→ **TASK PROMPT**
Every line containing "prefixed" should be copied out. Go through the entries and find them.

→ **MATERIAL FOR THIS EXERCISE**
impl ArtifactStore {
    pub fn new(root: impl Into<PathBuf>) -> Self {
        Self { root: root.into() }
    }

    pub fn root(&self) -> &Path {
        &self.root
    }

    /// `<root>/<project_id>`, or the `repoeval_`-prefixed directory when
    /// only that one exists.
    fn project_dir(&self, project_id: &str) -> PathBuf {
        let plain = self.root.join(project_id);
        if plain.is_dir() {
            return plain;
        }
        let prefixed = self
            .root
            .join(format!("{}{}", PROJECT_DIR_PREFIX, project_id));
        if prefixed.is_dir() {
            prefixed
        } else {
            plain
        }
    }

    fn slot_path(&self, key: &ArtifactKey, kind: VariantKind) -> PathBuf {
        let dir = self.project_dir(&key.project_id).join(kind.dir_name());
        match kind {
            VariantKind::History => dir.join(format!("{}{}", key.function_id, HISTORY_SUFFIX)),
            _ => dir.join(format!("{}.st", key.function_id)),
        }
    }

    fn snapshot_path(&self, key: &ArtifactKey, version: usize) -> PathBuf {
        self.project_dir(&key.project_id)
            .join(VariantKind::History.dir_name())
            .join(format!("{}_{}.st", key.function_id, version))
    }

    fn open_lock_file(&self, key: &ArtifactKey, suffix: &str) -> EvalResult<fs::File> {
        let lock_dir = self.project_dir(&key.project_id).join(LOCK_DIR);
        fs::create_dir_all(&lock_dir)?;
        Ok(OpenOptions::new()
            .read(true)
            .write(true)
            .create(true)
            .truncate(false)
            .open(lock_dir.join(format!("{}.{}", key.function_id, suffix)))?)
    }

    fn lock(&self, key: &ArtifactKey) -> EvalResult<ArtifactLock> {
        let file = self.open_lock_file(key, OP_LOCK_SUFFIX)?;
        let start = Instant::now();
        loop {
            match FileExt::try_lock_exclusive(&file) {
                Ok(()) => return Ok(ArtifactLock { file }),
                Err(err) if err.kind() == ErrorKind::WouldBlock => {
                    if start.elapsed() >= Duration::from_secs(LOCK_TIMEOUT_SECS) {
                        return Err(EvalError::Io(std::io::Error::new(
                            ErrorKind::TimedOut,
                            format!(
                                "timed out waiting for artifact lock of {} ({}s)",
                                key, LOCK_TIMEOUT_SECS
                            ),
                        )));
                    }
                    std::thread::sleep(Duration::from_millis(LOCK_RETRY_MS));
                }
                Err(err) => return Err(err.into()),
            }
        }
    }

    /// The run lock is never waited for: a second run on the same artifact
    /// fails immediately instead of queueing behind a long repair.
    fn try_run_lock(&self, key: &ArtifactKey) -> EvalResult<ArtifactLock> {
        let file = self.open_lock_file(key, RUN_LOCK_SUFFIX)?;
        match FileExt::try_lock_exclusive(&file) {
            Ok(()) => Ok(ArtifactLock { file }),
            Err(err) if err.kind() == ErrorKind::WouldBlock => {
                Err(EvalError::Io(std::io::Error::new(
                    ErrorKind::WouldBlock,
                    format!("a repair run is already active for {}", key),
                )))
            }
            Err(err) => Err(err.into()),
        }
    }

    /// Open a repair run. History left behind by an earlier run is archived
    /// next to the live history and its snapshots are removed.
    pub fn begin_run(&self, key: &ArtifactKey) -> EvalResult<RepairRun> {
        let run_lock = self.try_run_lock(key)?;
        let _lock = self.lock(key)?;
        self.archive_history(key)?;

        Ok(RepairRun {
            key: key.clone(),
            run_id: Uuid::new_v4(),
            backed_up: false,
            _run_lock: run_lock,
        })
    }

    /// Move the live history aside and drop its snapshots. Caller holds the
    /// operation lock.
    fn archive_history(&self, key: &ArtifactKey) -> EvalResult<()> {
        let history_path = self.slot_path(key, VariantKind::History);
        if history_path.exists() {
            let archived = history_path.with_file_name(format!(
                "{}.history.{}.jsonl",
                key.function_id,
                chrono::Utc::now().timestamp_millis()
            ));
            fs::rename(&history_path, &archived)?;
            debug!(artifact = %key, archived = %archived.display(), "archived previous history");
        }
        self.remove_snapshots(key)
    }

    /// Store a freshly generated text as `current`.
    ///
    /// When it differs from the pristine backup of an earlier run, that run's
    /// state is stale: its history is archived and the pristine and
    /// no-provide slots are removed, so the next repair starts from the new
    /// text. Returns whether stale state was reset. Fails while a repair run
    /// holds the artifact.
    pub fn replace_generation(&self, key: &ArtifactKey, text: &str) -> EvalResult<bool> {
        let _run_lock = self.try_run_lock(key)?;
        let _lock = self.lock(key)?;
        let stale = match self.read_slot(key, VariantKind::Pristine)? {
            Some(pristine) => pristine != text,
            None => false,
        };
        if stale {
            self.archive_history(key)?;
            for kind in [VariantKind::Pristine, VariantKind::NoProvide] {
                let path = self.slot_path(key, kind);
                if path.exists() {
                    fs::remove_file(&path)?;
                }
            }
            debug!(artifact = %key, "reset state of an earlier generation");
        }
        write_atomic(&self.slot_path(key, VariantKind::Current), text)?;
        Ok(stale)
    }

    fn remove_snapshots(&self, key: &ArtifactKey) -> EvalResult<()> {
        let dir = self
            .project_dir(&key.project_id)
            .join(VariantKind::History.dir_name());
        if !dir.exists() {
            return Ok(());
        }
        let prefix = format!("{}_", key.function_id);
        for entry in fs::read_dir(&dir)? {
            let entry = entry?;
            let name = entry.file_name();
            let Some(name) = name.to_str() else {
                continue;
            };
            let is_snapshot = name
                .strip_prefix(&prefix)
                .and_then(|rest| rest.strip_suffix(".st"))
                .map(|digits| !digits.is_empty() && digits.chars().all(|c| c.is_ascii_digit()))
                .unwrap_or(false);
            if is_snapshot {
                fs::remove_file(entry.path())?;
            }
        }
        Ok(())
    }

    /// Write the pristine backup unless this run already wrote it.
    /// Returns whether a write happened.
    pub fn backup_once(&self, run: &mut RepairRun, text: &str) -> EvalResult<bool> {
        if run.backed_up {
            return Ok(false);
        }
        let _lock = self.lock(&run.key)?;
        write_atomic(&self.slot_path(&run.key, VariantKind::Pristine), text)?;
        run.backed_up = true;
        Ok(true)
    }

    /// Append one attempt, enforcing the history ordering invariants.
    pub fn append_history(&self, key: &ArtifactKey, attempt: &FixAttempt) -> EvalResult<()> {
        let _lock = self.lock(key)?;
        let history = self.load_history(key)?;
        let expected = history.len();
        if attempt.attempt_index != expected {
            return Err(corrupt(
                key,
                format!(
                    "expected attempt index {}, got {}",
                    expected, attempt.attempt_index
                ),
            ));
        }

        let previous_output = match history.last() {
            Some(last) => last.output_text.clone(),
            None => self
                .read_slot(key, VariantKind::Pristine)?
                .ok_or_else(|| corrupt(key, "history started without a pristine backup"))?,
        };
        if attempt.input_text != previous_output {
            return Err(corrupt(
                key,
                format!(
                    "attempt {} input does not continue from the previous version",
                    attempt.attempt_index
                ),
            ));
        }

        let path = self.slot_path(key, VariantKind::History);
        if let Some(parent) = path.parent() {
            fs::create_dir_all(parent)?;
        }
        let mut file = OpenOptions::new().create(true).append(true).open(&path)?;
        writeln!(file, "{}", serde_json::to_string(attempt)?)?;
        file.sync_data()?;

        if attempt.attempt_index == 0 {
            write_atomic(&self.snapshot_path(key, 0), &attempt.input_text)?;
        }
        write_atomic(
            &self.snapshot_path(key, attempt.attempt_index + 1),
            &attempt.output_text,
        )?;
        Ok(())
    }

    /// Overwrite the working variant.
    pub fn write_current(&self, key: &ArtifactKey, text: &str) -> EvalResult<()> {
        let _lock = self.lock(key)?;
        write_atomic(&self.slot_path(key, VariantKind::Current), text)
    }

    /// Derive `no_provide` from `current` by removing the exact provide-code
    /// prefix. On mismatch any stale no-provide text is removed so downstream
    /// readers never see a variant derived from an older `current`.
    pub fn derive_no_provide(&self, key: &ArtifactKey, provide_code: &str) -> EvalResult<String> {
        let _lock = self.lock(key)?;
        let current = self
            .read_slot(key, VariantKind::Current)?
            .ok_or_else(|| EvalError::NotFound(format!("current text of {}", key)))?;
        let no_provide_path = self.slot_path(key, VariantKind::NoProvide);

        match provide::strip_provide_code(&current, provide_code) {
            Some(body) => {
                write_atomic(&no_provide_path, body)?;
                Ok(body.to_string())
            }
            None => {
                if no_provide_path.exists() {
                    fs::remove_file(&no_provide_path)?;
                }
                Err(EvalError::PrefixMismatch {
                    artifact: key.to_string(),
                })
            }
        }
    }

    /// Ordered attempt history of the live run.
    pub fn read_history(&self, key: &ArtifactKey) -> EvalResult<Vec<FixAttempt>> {
        self.load_history(key)
    }

    fn load_history(&self, key: &ArtifactKey) -> EvalResult<Vec<FixAttempt>> {
        let path = self.slot_path(key, VariantKind::History);
        if !path.exists() {
            return Ok(Vec::new());
        }
        let content = fs::read_to_string(&path)?;
        let mut attempts = Vec::new();
        for (line_no, line) in content.lines().enumerate() {
            if line.trim().is_empty() {
                continue;
            }
            let attempt: FixAttempt = serde_json::from_str(line).map_err(|err| {
                corrupt(key, format!("history line {}: {}", line_no + 1, err))
            })?;
            if attempt.attempt_index != attempts.len() {
                return Err(corrupt(
                    key,
                    format!(
                        "history line {} has attempt index {}",
                        line_no + 1,
                        attempt.attempt_index
                    ),
                ));
            }
            attempts.push(attempt);
        }
        Ok(attempts)
    }

    /// Version texts of the live run: version 0 is the pristine text and
    /// version `n + 1` is the output of attempt `n`.
    pub fn versions(&self, key: &ArtifactKey) -> EvalResult<Vec<(usize, String)>> {
        let history = self.load_history(key)?;
        let mut versions = Vec::with_capacity(history.len() + 1);
        match history.first() {
            Some(first) => versions.push((0, first.input_text.clone())),
            None => {
                let base = match self.read_slot(key, VariantKind::Pristine)? {
                    Some(text) => text,
                    None => self.read_variant(key, VariantKind::Current)?,
                };
                versions.push((0, base));
            }
        }
        for attempt in history {
            versions.push((attempt.attempt_index + 1, attempt.output_text));
        }
        Ok(versions)
    }

    /// Read a text slot. History is not a text slot; use [`Self::versions`].
    pub fn read_variant(&self, key: &ArtifactKey, kind: VariantKind) -> EvalResult<String> {
        if kind == VariantKind::History {
            return Err(EvalError::NotFound(format!(
                "history of {} is not a text slot",
                key
            )));
        }
        self.read_slot(key, kind)?
            .ok_or_else(|| EvalError::NotFound(format!("{:?} text of {}", kind, key)))
    }

    fn read_slot(&self, key: &ArtifactKey, kind: VariantKind) -> EvalResult<Option<String>> {
        let path = self.slot_path(key, kind);
        match fs::read_to_string(&path) {
            Ok(text) => Ok(Some(text)),
            Err(err) if err.kind() == ErrorKind::NotFound => Ok(None),
            Err(err) => Err(err.into()),
        }
    }

    /// Project ids that have a current slot directory, sorted.
    pub fn list_projects(&self) -> EvalResult<Vec<String>> {
        if !self.root.exists() {
            return Ok(Vec::new());
        }
        let mut projects = Vec::new();
        for entry in fs::read_dir(&self.root)? {
            let entry = entry?;
            if !entry.file_type()?.is_dir() {
                continue;
            }
            if !entry.path().join(VariantKind::Current.dir_name()).is_dir() {
                continue;
            }
            if let Some(name) = entry.file_name().to_str() {
                projects.push(project_id_from_dir_name(name));
            }
        }
        projects.sort();
        projects.dedup();
        Ok(projects)
    }

    /// Function ids with a current text in `project_id`, sorted.
    pub fn list_functions(&self, project_id: &str) -> EvalResult<Vec<ArtifactKey>> {
        let dir = self
            .project_dir(project_id)
            .join(VariantKind::Current.dir_name());
        if !dir.is_dir() {
            return Err(EvalError::NotFound(format!("project {}", project_id)));
        }
        let mut keys = Vec::new();
        for entry in walkdir::WalkDir::new(&dir).min_depth(1).max_depth(1) {
            let entry = entry.map_err(|err| EvalError::Io(std::io::Error::other(err.to_string())))?;
            match ArtifactLocator::parse(entry.path()) {
                Some(locator) if locator.variant == VariantKind::Current => {
                    keys.push(locator.key)
                }
                _ => debug!(path = %entry.path().display(), "ignoring non-artifact file"),
            }
        }
        keys.sort();
        Ok(keys)
    }
}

→ **TASK RESULT**
    /// `<root>/<project_id>`, or the `repoeval_`-prefixed directory when
        let prefixed = self
        if prefixed.is_dir() {
            prefixed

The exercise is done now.